Мне вообще в оторванной от привычного мира островной изоляции начало казаться, будто страдание и жизнь совсем неотделимы. Повлиял ли на меня в том числе буддизм или только личный опыт, но Будда бы со мной согласился. И в его точке зрения мне больше всего нравилось то, что никакого божественного рая после смерти никому не обещано. Страдание и спасение всегда существуют рядом, пока существуешь ты. Ни в том, ни в другом нет как таковой добродетели: монах и мирянин могут быть счастливы и несчастны, могут идти одной дорогой неделания зла, которая ведет к богу.
Только одно выбивалось из моего новообращенного буддистского сознания: мой бог жил на земле, и он меня предал.
Но, вопреки всему, я упорно продолжал ему молиться…
Вглядевшись в закат, я прошептал как молитву: «Марта…»
Закат не ответил мне.
Зато мне ответил Чак истошным лаем. Этот говнюк опять стащил чью-то игрушку и гордо выплюнул ее к моим ногам.
— Где ты это взял, Чакки? — я вытащил из песка упавшую вещь.
Это была кукла. Обыкновенная девчачья кукла из дешевой пластмассы — бюджетный аналог «Барби». Платье на ней было мокрым и рваным, а лицо у куклы будто бы выражало страдание. Потрепанные синтетические волосы торчали во все стороны, как иногда происходило на утро с твоими волосами, Марта, если ты ложилась спать с мокрой головой.
— Чак, где ты это взял?
Чак прыгнул за моими руками, пытаясь снова отнять свой трофей. Я огляделся, не бежит ли кто с полоумными глазами убивать моего пса и меня заодно.
Но пляж был пустынен. Похоже, куклу забыл кто-нибудь из детей.
Чак радостно скакал, не понимая, чем я недоволен. Я огляделся еще раз, размышляя отдать ему игрушку, чтобы он окончательно ее доканал, или оставить тут — вдруг ее будут искать.
И тут я увидел силуэт.
Еще издали он показался мне знакомым. Не зная точно, мерещится мне, или глаза мои в самом деле видят то, что хотят видеть, я поплелся навстречу.
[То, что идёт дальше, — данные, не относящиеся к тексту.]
use std::path::PathBuf;

use clap::{Args, Parser, Subcommand};

#[derive(Debug, Parser)]
#[command(author, version, about = "Compare two versions of a data dictionary", long_about = None)]
pub struct Cli {
    #[command(subcommand)]
    pub command: Commands,
}

#[derive(Debug, Subcommand)]
pub enum Commands {
    /// Diff a new data dictionary against an old one and write a report directory
    Diff(DiffArgs),
    /// Build only the merged change notes (one row per new, removed, or modified field)
    Notes(NotesArgs),
}

#[derive(Debug, Args)]
pub struct InputArgs {
    /// Previous version of the data dictionary
    #[arg(long = "old")]
    pub old: PathBuf,
    /// Latest version of the data dictionary
    #[arg(long = "new")]
    pub new: PathBuf,
    /// YAML or JSON file with column roles and rule definitions
    #[arg(short, long)]
    pub config: Option<PathBuf>,
    /// Column identifying each field (overrides the config file)
    #[arg(long = "key-column")]
    pub key_column: Option<String>,
    /// Multi-value choices column (overrides the config file)
    #[arg(long = "choices-column")]
    pub choices_column: Option<String>,
    /// Reject datasets with repeated keys instead of matching the first occurrence
    #[arg(long = "strict-keys")]
    pub strict_keys: bool,
    /// CSV delimiter character (supports ',', 'tab', ';', '|')
    #[arg(long, value_parser = parse_delimiter)]
    pub delimiter: Option<u8>,
    /// Character encoding of the input files (defaults to utf-8)
    #[arg(long = "input-encoding")]
    pub input_encoding: Option<String>,
}

#[derive(Debug, Args)]
pub struct DiffArgs {
    #[command(flatten)]
    pub input: InputArgs,
    /// Report directory (defaults to DataDictionary_<timestamp>)
    #[arg(short = 'o', long = "output")]
    pub output: Option<PathBuf>,
    /// Column count the new dictionary must have when the schemas differ
    #[arg(long = "required-columns")]
    pub required_columns: Option<usize>,
    /// Print the change set as JSON to stdout
    #[arg(long)]
    pub json: bool,
    /// Print new, dropped, and changed rows as tables
    #[arg(short, long)]
    pub verbose: bool,
}

#[derive(Debug, Args)]
pub struct NotesArgs {
    #[command(flatten)]
    pub input: InputArgs,
    /// Output CSV file (stdout if omitted)
    #[arg(short = 'o', long = "output")]
    pub output: Option<PathBuf>,
    /// Render as an aligned table on stdout instead of CSV
    #[arg(long = "table")]
    pub table: bool,
}

pub fn parse_delimiter(value: &str) -> Result<u8, String> {
    match value {
        "tab" | "\t" => Ok(b'\t'),
        "comma" | "," => Ok(b','),
        "|" | "pipe" => Ok(b'|'),
        ";" | "semicolon" => Ok(b';'),
        other => {
            let mut chars = other.chars();
            let first = chars
                .next()
                .ok_or_else(|| "Delimiter cannot be empty".to_string())?;
            if chars.next().is_some() {
                return Err("Delimiter must be a single character".to_string());
            }
            if !first.is_ascii() {
                return Err("Delimiter must be ASCII".to_string());
            }
            Ok(first as u8)
        }
    }
}
fn main() {
    if let Err(err) = dictionary_diff::run() {
        eprintln!("error: {err:#}");
        std::process::exit(1);
    }
}
#![allow(dead_code)]

use std::fs::File;
use std::io::Write;
use std::path::{Path, PathBuf};

use dictionary_diff::{config::DiffConfig, dataset::Dataset};
use tempfile::{TempDir, tempdir};

pub const KEY: &str = "Variable / Field Name";
pub const FORM: &str = "Form Name";
pub const FIELD_TYPE: &str = "Field Type";
pub const LABEL: &str = "Field Label";
pub const CHOICES: &str = "Choices, Calculations, OR Slider Labels";
pub const REQUESTER: &str = "Who requested this data?";

/// Builds a dataset from string slices.
pub fn dictionary(columns: &[&str], rows: &[&[&str]]) -> Dataset {
    Dataset::from_records(
        columns.iter().copied(),
        rows.iter().map(|row| row.iter().copied()),
    )
}

/// Default configuration with the key column and required column count overridden.
pub fn config_for(key: &str, required_column_count: usize) -> DiffConfig {
    DiffConfig {
        key_column: key.to_string(),
        required_column_count,
        ..DiffConfig::default()
    }
}

/// Scratch directory helper that cleans up files automatically on drop.
pub struct TestWorkspace {
    temp_dir: TempDir,
}

impl TestWorkspace {
    /// Creates a fresh scratch directory for the current test case.
    pub fn new() -> Self {
        Self {
            temp_dir: tempdir().expect("temp dir"),
        }
    }

    /// Returns the root path for all files owned by this workspace.
    pub fn path(&self) -> &Path {
        self.temp_dir.path()
    }

    /// Writes `contents` into a file under the workspace and returns the path.
    pub fn write(&self, name: &str, contents: &str) -> PathBuf {
        let path = self.temp_dir.path().join(name);
        let mut file = File::create(&path).expect("create temp file");
        file.write_all(contents.as_bytes())
            .expect("write temp file contents");
        path
    }
}
//! Dangerous-drop and important-change rules.
//!
//! Rules are plain configuration. Their defaults reproduce the shape the
//! dictionary owners rely on (`{"Who requested this data?": ["CCDE"]}` and
//! `{"fields": ["Field Type", "Choices, Calculations, OR Slider Labels"]}`),
//! but the evaluator never assumes them: callers hand a [`RuleSet`] to the
//! engine.

use std::collections::BTreeMap;

use serde::{Deserialize, Serialize};

use crate::{dataset::Record, engine::ColumnChange};

pub const DEFAULT_REQUESTER_COLUMN: &str = "Who requested this data?";
pub const DEFAULT_OWNER_SENTINEL: &str = "CCDE";
pub const DEFAULT_IMPORTANT_FIELDS: &[&str] =
    &["Field Type", "Choices, Calculations, OR Slider Labels"];

/// Column name → trigger values. A dropped record is dangerous when any
/// configured column holds one of its triggers.
#[derive(Debug, Clone, PartialEq, Eq, Serialize, Deserialize)]
#[serde(transparent)]
pub struct DangerousDropRule {
    triggers: BTreeMap<String, Vec<String>>,
}

impl Default for DangerousDropRule {
    fn default() -> Self {
        Self::new([(DEFAULT_REQUESTER_COLUMN, [DEFAULT_OWNER_SENTINEL])])
    }
}

impl DangerousDropRule {
    pub fn new<I, C, V, S>(triggers: I) -> Self
    where
        I: IntoIterator<Item = (C, V)>,
        C: Into<String>,
        V: IntoIterator<Item = S>,
        S: Into<String>,
    {
        let triggers = triggers
            .into_iter()
            .map(|(column, values)| (column.into(), values.into_iter().map(Into::into).collect()))
            .collect();
        Self { triggers }
    }

    pub fn empty() -> Self {
        Self {
            triggers: BTreeMap::new(),
        }
    }

    pub fn triggers(&self) -> &BTreeMap<String, Vec<String>> {
        &self.triggers
    }

    pub fn is_empty(&self) -> bool {
        self.triggers.is_empty()
    }

    pub fn matched_columns<'r>(&'r self, record: &Record<'_>) -> Vec<&'r str> {
        self.triggers
            .iter()
            .filter(|(column, values)| {
                record
                    .get(column)
                    .is_some_and(|value| values.iter().any(|trigger| trigger == value))
            })
            .map(|(column, _)| column.as_str())
            .collect()
    }

    pub fn matches(&self, record: &Record<'_>) -> bool {
        self.triggers.iter().any(|(column, values)| {
            record
                .get(column)
                .is_some_and(|value| values.iter().any(|trigger| trigger == value))
        })
    }
}

/// `{"fields": [column, ...]}`: changes to these columns warrant review when
/// the field belongs to the sentinel owner.
#[derive(Debug, Clone, PartialEq, Eq, Serialize, Deserialize)]
pub struct ImportantChangeRule {
    pub fields: Vec<String>,
}

impl Default for ImportantChangeRule {
    fn default() -> Self {
        Self {
            fields: DEFAULT_IMPORTANT_FIELDS
                .iter()
                .map(|s| s.to_string())
                .collect(),
        }
    }
}

impl ImportantChangeRule {
    pub fn new<I, S>(fields: I) -> Self
    where
        I: IntoIterator<Item = S>,
        S: Into<String>,
    {
        Self {
            fields: fields.into_iter().map(Into::into).collect(),
        }
    }

    pub fn empty() -> Self {
        Self { fields: Vec::new() }
    }

    pub fn lists(&self, column: &str) -> bool {
        self.fields.iter().any(|field| field == column)
    }

    pub fn is_important(&self, change: &ColumnChange, requester: Option<&str>, sentinel: &str) -> bool {
        self.lists(&change.column) && requester == Some(sentinel)
    }
}

#[derive(Debug, Clone, PartialEq, Eq, Serialize)]
pub struct RuleSet {
    pub dangerous_drop: DangerousDropRule,
    pub important_change: ImportantChangeRule,
    pub requester_column: String,
    pub owner_sentinel: String,
}

impl Default for RuleSet {
    fn default() -> Self {
        Self {
            dangerous_drop: DangerousDropRule::default(),
            important_change: ImportantChangeRule::default(),
            requester_column: DEFAULT_REQUESTER_COLUMN.to_string(),
            owner_sentinel: DEFAULT_OWNER_SENTINEL.to_string(),
        }
    }
}

impl RuleSet {
    pub fn is_dangerous_drop(&self, record: &Record<'_>) -> bool {
        self.dangerous_drop.matches(record)
    }

    pub fn is_important(&self, change: &ColumnChange, requester: Option<&str>) -> bool {
        self.important_change
            .is_important(change, requester, &self.owner_sentinel)
    }

    pub fn requester_of(&self, record: &Record<'_>) -> Option<String> {
        record.get(&self.requester_column).map(str::to_string)
    }
}
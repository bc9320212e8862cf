//! Column-level change detection.
//!
//! Whether a cell changed is always decided by exact string equality. The
//! multi-value choices column only differs in how a detected change is
//! rendered: as two lists of option labels rather than two scalar values.

use std::{borrow::Cow, sync::OnceLock};

use regex::Regex;
use serde::Serialize;

const CHOICE_SEPARATOR: char = '|';
const CODE_SEPARATOR: char = ',';

static SEPARATOR_SPACING: OnceLock<Regex> = OnceLock::new();

fn separator_spacing() -> &'static Regex {
    SEPARATOR_SPACING
        .get_or_init(|| Regex::new(r"\s*([|,])\s*").expect("valid separator spacing pattern"))
}

#[derive(Debug, Clone, Copy, PartialEq, Eq, Serialize)]
#[serde(rename_all = "snake_case")]
pub enum ColumnKind {
    Scalar,
    MultiValueChoice,
}

impl ColumnKind {
    pub fn classify(column: &str, choices_column: &str) -> Self {
        if column == choices_column {
            ColumnKind::MultiValueChoice
        } else {
            ColumnKind::Scalar
        }
    }
}

pub fn values_differ(old: Option<&str>, new: Option<&str>) -> bool {
    old.unwrap_or_default() != new.unwrap_or_default()
}

/// Splits a `code, label | code, label` list into its labels.
///
/// Tokens that are blank after trimming are skipped; a token without a comma
/// is kept whole.
pub fn extract_choice_labels(raw: &str) -> Vec<&str> {
    raw.split(CHOICE_SEPARATOR)
        .map(str::trim)
        .filter(|token| !token.is_empty())
        .map(|token| match token.split_once(CODE_SEPARATOR) {
            Some((_, label)) => label.trim(),
            None => token,
        })
        .collect()
}

/// Collapses whitespace around `|` and `,` separators, so `1, A | 2, B`
/// becomes `1,A|2,B`.
pub fn normalize_separator_spacing(value: &str) -> Cow<'_, str> {
    separator_spacing().replace_all(value, "$1")
}

/// Equality used by the merged change notes: cosmetic separator spacing is
/// ignored and two nulls are equal.
pub fn values_equivalent(old: Option<&str>, new: Option<&str>) -> bool {
    match (old, new) {
        (None, None) => true,
        (Some(old), Some(new)) => {
            old == new || normalize_separator_spacing(old) == normalize_separator_spacing(new)
        }
        _ => false,
    }
}
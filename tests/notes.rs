mod common;

use common::{CHOICES, FORM, KEY, LABEL, dictionary};
use dictionary_diff::{
    build_merged_view,
    config::DiffConfig,
    notes::{ChangeType, JoinSide},
};

const COLUMNS: [&str; 3] = [KEY, FORM, LABEL];

#[test]
fn masks_unmodified_cells_with_placeholder() {
    let old = dictionary(&COLUMNS, &[&["age", "Demographics", "Age"]]);
    let new = dictionary(&COLUMNS, &[&["age", "Demographics", "Age (years)"]]);

    let view = build_merged_view(&old, &new, &DiffConfig::default()).expect("merged view");

    assert_eq!(view.columns, vec![FORM.to_string(), LABEL.to_string()]);
    let entry = view.entry("age").expect("age entry");
    assert_eq!(entry.change_type, ChangeType::Modified);
    assert_eq!(entry.side, JoinSide::Both);

    let form = view.cell("age", FORM).unwrap();
    assert!(!form.modified);
    assert_eq!(form.old_value, "N/A");
    assert_eq!(form.new_value, "N/A");

    let label = view.cell("age", LABEL).unwrap();
    assert!(label.modified);
    assert_eq!(label.old_value, "Age");
    assert_eq!(label.new_value, "Age (years)");
}

#[test]
fn separator_spacing_does_not_count_as_modification() {
    let columns = [KEY, FORM, CHOICES];
    let old = dictionary(&columns, &[&["smoker", "Habits", "1,A|2,B"]]);
    let new = dictionary(&columns, &[&["smoker", "Habits", "1, A | 2, B"]]);

    let view = build_merged_view(&old, &new, &DiffConfig::default()).expect("merged view");
    assert!(view.entries.is_empty());
}

#[test]
fn one_sided_fields_are_new_or_removed_and_fully_masked() {
    let old = dictionary(&COLUMNS, &[&["gone", "Labs", "Old field"]]);
    let new = dictionary(&COLUMNS, &[&["fresh", "Labs", "New field"]]);

    let view = build_merged_view(&old, &new, &DiffConfig::default()).expect("merged view");

    let fresh = view.entry("fresh").expect("new entry");
    assert_eq!(fresh.change_type, ChangeType::New);
    assert_eq!(fresh.side, JoinSide::NewOnly);
    let gone = view.entry("gone").expect("removed entry");
    assert_eq!(gone.change_type, ChangeType::Removed);
    assert_eq!(gone.form, "Labs");
    for entry in [fresh, gone] {
        assert!(entry.cells.iter().all(|cell| !cell.modified
            && cell.old_value == "N/A"
            && cell.new_value == "N/A"));
    }
}

#[test]
fn entries_group_by_form_then_join_order() {
    let new = dictionary(
        &COLUMNS,
        &[
            &["b1", "Demographics", "x"],
            &["a1", "Labs", "y"],
        ],
    );
    let old = dictionary(
        &COLUMNS,
        &[
            &["a1", "Labs", "y-old"],
            &["b1", "Demographics", "x-old"],
            &["z1", "Archive", "z"],
            &["c0", "Demographics", "c"],
        ],
    );

    let view = build_merged_view(&old, &new, &DiffConfig::default()).expect("merged view");

    let order = view
        .entries
        .iter()
        .map(|entry| entry.field.as_str())
        .collect::<Vec<_>>();
    assert_eq!(order, vec!["b1", "c0", "a1", "z1"]);
    let merged = view
        .entries
        .iter()
        .map(|entry| entry.merged_index)
        .collect::<Vec<_>>();
    assert_eq!(merged, vec![1, 2, 0, 3]);
}

#[test]
fn form_falls_back_to_old_when_new_is_blank() {
    let old = dictionary(&COLUMNS, &[&["age", "Demographics", "Age"]]);
    let new = dictionary(&COLUMNS, &[&["age", "", "Age"]]);

    let view = build_merged_view(&old, &new, &DiffConfig::default()).expect("merged view");
    let entry = view.entry("age").expect("form changed");
    assert_eq!(entry.form, "Demographics");
    assert!(view.cell("age", FORM).unwrap().modified);
}

#[test]
fn rows_follow_header_layout() {
    let old = dictionary(&COLUMNS, &[&["age", "Demographics", "Age"]]);
    let new = dictionary(&COLUMNS, &[&["age", "Demographics", "Years"]]);
    let mut config = DiffConfig::default();
    config.placeholder = "-".to_string();

    let view = build_merged_view(&old, &new, &config).expect("merged view");

    assert_eq!(
        view.headers(),
        vec![
            "VARIABLE",
            "FORM_NAME",
            "CHANGE_TYPE",
            "MODIFIED: Form Name",
            "MODIFIED_OLD_VALUE: Form Name",
            "MODIFIED_NEW_VALUE: Form Name",
            "MODIFIED: Field Label",
            "MODIFIED_OLD_VALUE: Field Label",
            "MODIFIED_NEW_VALUE: Field Label",
        ]
    );
    assert_eq!(
        view.to_rows(),
        vec![vec![
            "age",
            "Demographics",
            "Modified",
            "0",
            "-",
            "-",
            "1",
            "Age",
            "Years",
        ]]
    );
}

#[test]
fn columns_missing_from_old_compare_as_null() {
    let old = dictionary(&[KEY, FORM], &[&["age", "Demographics"], &["dob", "Demographics"]]);
    let new = dictionary(
        &COLUMNS,
        &[&["age", "Demographics", ""], &["dob", "Demographics", "Date of birth"]],
    );

    let view = build_merged_view(&old, &new, &DiffConfig::default()).expect("merged view");

    let age = view.cell("age", LABEL).expect("age entry");
    assert!(age.modified);
    assert_eq!(age.old_value, "");
    assert_eq!(age.new_value, "");
    assert!(view.cell("dob", LABEL).unwrap().modified);
}
//! Pod label vocabulary and composition

use std::collections::BTreeMap;

/// Label key marking pods created by the launcher
pub const LABEL_MANAGED_BY: &str = "app.kubernetes.io/managed-by";
/// Value of `LABEL_MANAGED_BY`
pub const MANAGED_BY: &str = "workload-launcher";
/// Label key naming the role of a pod
pub const LABEL_COMPONENT: &str = "workload-launcher.io/component";

/// Component value for replication orchestrator pods
pub const COMPONENT_ORCHESTRATOR: &str = "replication-orchestrator";
/// Component value for source connector pods
pub const COMPONENT_SOURCE: &str = "source";
/// Component value for destination connector pods
pub const COMPONENT_DESTINATION: &str = "destination";
/// Component value for check connector pods
pub const COMPONENT_CHECK: &str = "check";

/// Role-specific label sets.
///
/// Each method returns a fixed mapping that does not depend on the request.
#[cfg_attr(test, mockall::automock)]
pub trait PodLabeler: Send + Sync {
    /// Labels for the replication orchestrator pod
    fn replication_orchestrator_labels(&self) -> BTreeMap<String, String>;

    /// Labels for the source connector of a replication
    fn source_labels(&self) -> BTreeMap<String, String>;

    /// Labels for the destination connector of a replication
    fn destination_labels(&self) -> BTreeMap<String, String>;

    /// Labels for a check connector pod
    fn check_connector_labels(&self) -> BTreeMap<String, String>;
}

/// Labeler using the launcher's standard label keys
#[derive(Clone, Copy, Debug, Default)]
pub struct DefaultPodLabeler;

impl DefaultPodLabeler {
    fn component(component: &str) -> BTreeMap<String, String> {
        BTreeMap::from([
            (LABEL_MANAGED_BY.to_string(), MANAGED_BY.to_string()),
            (LABEL_COMPONENT.to_string(), component.to_string()),
        ])
    }
}

impl PodLabeler for DefaultPodLabeler {
    fn replication_orchestrator_labels(&self) -> BTreeMap<String, String> {
        Self::component(COMPONENT_ORCHESTRATOR)
    }

    fn source_labels(&self) -> BTreeMap<String, String> {
        Self::component(COMPONENT_SOURCE)
    }

    fn destination_labels(&self) -> BTreeMap<String, String> {
        Self::component(COMPONENT_DESTINATION)
    }

    fn check_connector_labels(&self) -> BTreeMap<String, String> {
        Self::component(COMPONENT_CHECK)
    }
}

/// Merge role labels with caller-supplied shared labels.
///
/// Shared labels win on key collision so workload identity labels set by the
/// caller are never dropped.
pub fn compose_labels(
    role_labels: BTreeMap<String, String>,
    shared_labels: &BTreeMap<String, String>,
) -> BTreeMap<String, String> {
    let mut labels = role_labels;
    labels.extend(shared_labels.iter().map(|(k, v)| (k.clone(), v.clone())));
    labels
}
Силуэт приближался, и я ускорил шаг. Потом перешел на бег. Потом пустился во весь опор и остановился только тогда, когда цель оказалась на расстоянии вытянутой руки.
Я смотрел и не верил.
— Привет, парень.
— Крис…
Он улыбался широко будто американский президент во время инаугурации. Белая майка с выцветшим звездчатым флагом реяла на ветру в розоватом тяжелом от влаги воздухе.
— Как дела?
— Крис!
Я бросился его обнимать.
— Крис! Мать твою! Подонок ты сраный!
— Ну, тише-тише! — ржал Крис, обнимая меня в ответ. — Эй, парень! Если продолжишь так прижиматься, у меня встанет!
— Пошел ты! — я врезал ему по плечу куклой, которую все еще держал в руках.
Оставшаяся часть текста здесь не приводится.